- [Exercise requirements] There is a line below that contains "pub fn awarded_at(&self)". Please reproduce it and all following lines exactly, through the final one.

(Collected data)

* * * * *

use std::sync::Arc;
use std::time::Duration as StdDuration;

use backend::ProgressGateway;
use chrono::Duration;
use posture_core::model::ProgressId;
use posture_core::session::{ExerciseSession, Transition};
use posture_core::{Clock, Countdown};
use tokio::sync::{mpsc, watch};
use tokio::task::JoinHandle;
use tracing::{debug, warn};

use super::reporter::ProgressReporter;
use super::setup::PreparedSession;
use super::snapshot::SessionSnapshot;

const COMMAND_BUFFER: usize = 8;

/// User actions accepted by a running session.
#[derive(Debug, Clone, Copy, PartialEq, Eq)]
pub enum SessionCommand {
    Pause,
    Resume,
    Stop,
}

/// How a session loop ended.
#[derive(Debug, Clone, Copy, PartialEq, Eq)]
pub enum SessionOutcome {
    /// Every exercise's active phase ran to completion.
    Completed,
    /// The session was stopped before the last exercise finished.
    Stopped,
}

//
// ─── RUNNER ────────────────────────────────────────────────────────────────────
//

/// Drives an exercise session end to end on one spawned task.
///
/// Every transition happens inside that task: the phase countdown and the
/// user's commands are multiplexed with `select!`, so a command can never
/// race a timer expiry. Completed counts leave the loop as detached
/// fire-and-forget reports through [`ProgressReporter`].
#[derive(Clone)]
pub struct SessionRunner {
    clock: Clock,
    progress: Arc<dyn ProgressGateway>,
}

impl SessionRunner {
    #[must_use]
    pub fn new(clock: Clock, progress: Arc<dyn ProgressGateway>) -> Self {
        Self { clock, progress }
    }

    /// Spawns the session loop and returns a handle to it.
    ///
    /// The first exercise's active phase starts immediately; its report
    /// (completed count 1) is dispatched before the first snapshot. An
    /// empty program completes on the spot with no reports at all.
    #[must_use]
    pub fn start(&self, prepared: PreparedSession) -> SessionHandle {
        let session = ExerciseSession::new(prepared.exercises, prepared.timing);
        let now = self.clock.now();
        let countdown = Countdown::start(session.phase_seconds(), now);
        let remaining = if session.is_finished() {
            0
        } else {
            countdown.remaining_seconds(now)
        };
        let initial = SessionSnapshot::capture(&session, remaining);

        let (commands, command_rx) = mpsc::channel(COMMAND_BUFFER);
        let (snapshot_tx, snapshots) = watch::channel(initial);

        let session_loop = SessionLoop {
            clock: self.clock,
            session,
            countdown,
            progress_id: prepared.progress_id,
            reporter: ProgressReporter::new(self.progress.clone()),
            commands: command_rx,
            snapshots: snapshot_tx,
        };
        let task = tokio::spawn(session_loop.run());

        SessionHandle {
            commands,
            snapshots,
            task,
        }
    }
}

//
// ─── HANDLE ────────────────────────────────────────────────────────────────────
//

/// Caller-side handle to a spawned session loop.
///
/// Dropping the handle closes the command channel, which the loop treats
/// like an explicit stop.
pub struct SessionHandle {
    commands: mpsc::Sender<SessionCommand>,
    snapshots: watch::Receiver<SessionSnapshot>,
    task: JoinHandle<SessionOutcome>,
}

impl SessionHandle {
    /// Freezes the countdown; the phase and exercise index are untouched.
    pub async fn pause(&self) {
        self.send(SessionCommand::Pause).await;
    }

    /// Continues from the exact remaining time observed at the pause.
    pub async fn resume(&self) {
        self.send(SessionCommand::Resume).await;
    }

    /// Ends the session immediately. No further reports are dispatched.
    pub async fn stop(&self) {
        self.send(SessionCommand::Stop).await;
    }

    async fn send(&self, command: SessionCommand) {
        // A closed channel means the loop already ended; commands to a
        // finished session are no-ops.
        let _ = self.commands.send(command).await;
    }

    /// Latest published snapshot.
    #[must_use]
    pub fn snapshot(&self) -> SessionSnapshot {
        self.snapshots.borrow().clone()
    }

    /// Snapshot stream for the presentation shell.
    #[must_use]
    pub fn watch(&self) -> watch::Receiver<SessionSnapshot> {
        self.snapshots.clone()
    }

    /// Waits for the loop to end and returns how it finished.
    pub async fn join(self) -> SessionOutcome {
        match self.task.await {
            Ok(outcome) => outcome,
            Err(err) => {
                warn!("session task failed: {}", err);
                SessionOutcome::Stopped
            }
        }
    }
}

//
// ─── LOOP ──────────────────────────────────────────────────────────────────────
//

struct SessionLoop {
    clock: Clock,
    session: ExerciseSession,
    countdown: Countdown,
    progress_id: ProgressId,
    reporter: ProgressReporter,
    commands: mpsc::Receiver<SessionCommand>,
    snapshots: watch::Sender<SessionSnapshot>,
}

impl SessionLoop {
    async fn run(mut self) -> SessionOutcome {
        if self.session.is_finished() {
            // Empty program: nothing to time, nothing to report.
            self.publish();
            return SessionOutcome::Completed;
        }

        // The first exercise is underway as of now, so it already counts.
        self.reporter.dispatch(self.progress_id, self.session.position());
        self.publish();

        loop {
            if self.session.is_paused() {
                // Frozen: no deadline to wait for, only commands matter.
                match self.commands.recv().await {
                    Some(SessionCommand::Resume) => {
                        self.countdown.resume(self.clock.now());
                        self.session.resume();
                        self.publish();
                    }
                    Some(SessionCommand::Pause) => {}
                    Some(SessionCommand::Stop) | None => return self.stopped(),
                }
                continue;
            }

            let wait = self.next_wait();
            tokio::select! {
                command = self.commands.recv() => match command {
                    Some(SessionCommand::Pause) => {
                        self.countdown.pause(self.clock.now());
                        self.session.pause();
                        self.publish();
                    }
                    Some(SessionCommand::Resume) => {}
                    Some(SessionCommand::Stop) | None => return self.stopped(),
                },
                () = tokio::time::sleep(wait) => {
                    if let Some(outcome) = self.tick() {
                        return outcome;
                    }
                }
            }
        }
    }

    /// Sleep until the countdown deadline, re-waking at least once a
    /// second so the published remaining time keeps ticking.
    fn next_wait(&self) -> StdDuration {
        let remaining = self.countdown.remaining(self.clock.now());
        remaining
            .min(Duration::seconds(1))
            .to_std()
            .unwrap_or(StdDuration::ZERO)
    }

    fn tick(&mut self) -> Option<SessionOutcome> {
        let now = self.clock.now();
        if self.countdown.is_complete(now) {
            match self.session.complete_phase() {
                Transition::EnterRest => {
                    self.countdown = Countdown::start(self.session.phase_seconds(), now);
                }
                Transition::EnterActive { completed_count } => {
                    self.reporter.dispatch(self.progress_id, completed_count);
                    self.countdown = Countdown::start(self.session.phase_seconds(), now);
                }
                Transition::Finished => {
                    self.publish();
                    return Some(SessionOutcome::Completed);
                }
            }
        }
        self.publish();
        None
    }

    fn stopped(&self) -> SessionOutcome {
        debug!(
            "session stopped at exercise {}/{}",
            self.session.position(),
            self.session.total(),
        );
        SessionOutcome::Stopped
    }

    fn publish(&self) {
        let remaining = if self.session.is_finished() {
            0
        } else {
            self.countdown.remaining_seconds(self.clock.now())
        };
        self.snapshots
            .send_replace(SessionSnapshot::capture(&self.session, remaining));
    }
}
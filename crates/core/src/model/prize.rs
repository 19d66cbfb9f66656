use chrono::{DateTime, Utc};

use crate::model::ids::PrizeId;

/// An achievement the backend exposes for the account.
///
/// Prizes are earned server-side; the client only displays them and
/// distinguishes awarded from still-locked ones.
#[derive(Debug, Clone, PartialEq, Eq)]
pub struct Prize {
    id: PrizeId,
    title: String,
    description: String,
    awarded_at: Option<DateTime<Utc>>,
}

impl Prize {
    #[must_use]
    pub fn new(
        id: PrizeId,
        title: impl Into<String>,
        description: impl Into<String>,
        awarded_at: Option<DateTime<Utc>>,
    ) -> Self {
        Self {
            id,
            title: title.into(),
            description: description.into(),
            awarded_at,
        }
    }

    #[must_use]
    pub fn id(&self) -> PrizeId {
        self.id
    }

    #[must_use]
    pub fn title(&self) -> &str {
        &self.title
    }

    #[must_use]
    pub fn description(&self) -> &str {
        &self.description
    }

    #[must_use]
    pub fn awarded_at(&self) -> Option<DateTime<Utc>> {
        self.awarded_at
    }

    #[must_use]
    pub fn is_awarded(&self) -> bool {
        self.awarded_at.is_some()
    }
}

* * * * *

- [Task response]
    pub fn awarded_at(&self) -> Option<DateTime<Utc>> {
        self.awarded_at
    }

    #[must_use]
    pub fn is_awarded(&self) -> bool {
        self.awarded_at.is_some()
    }
}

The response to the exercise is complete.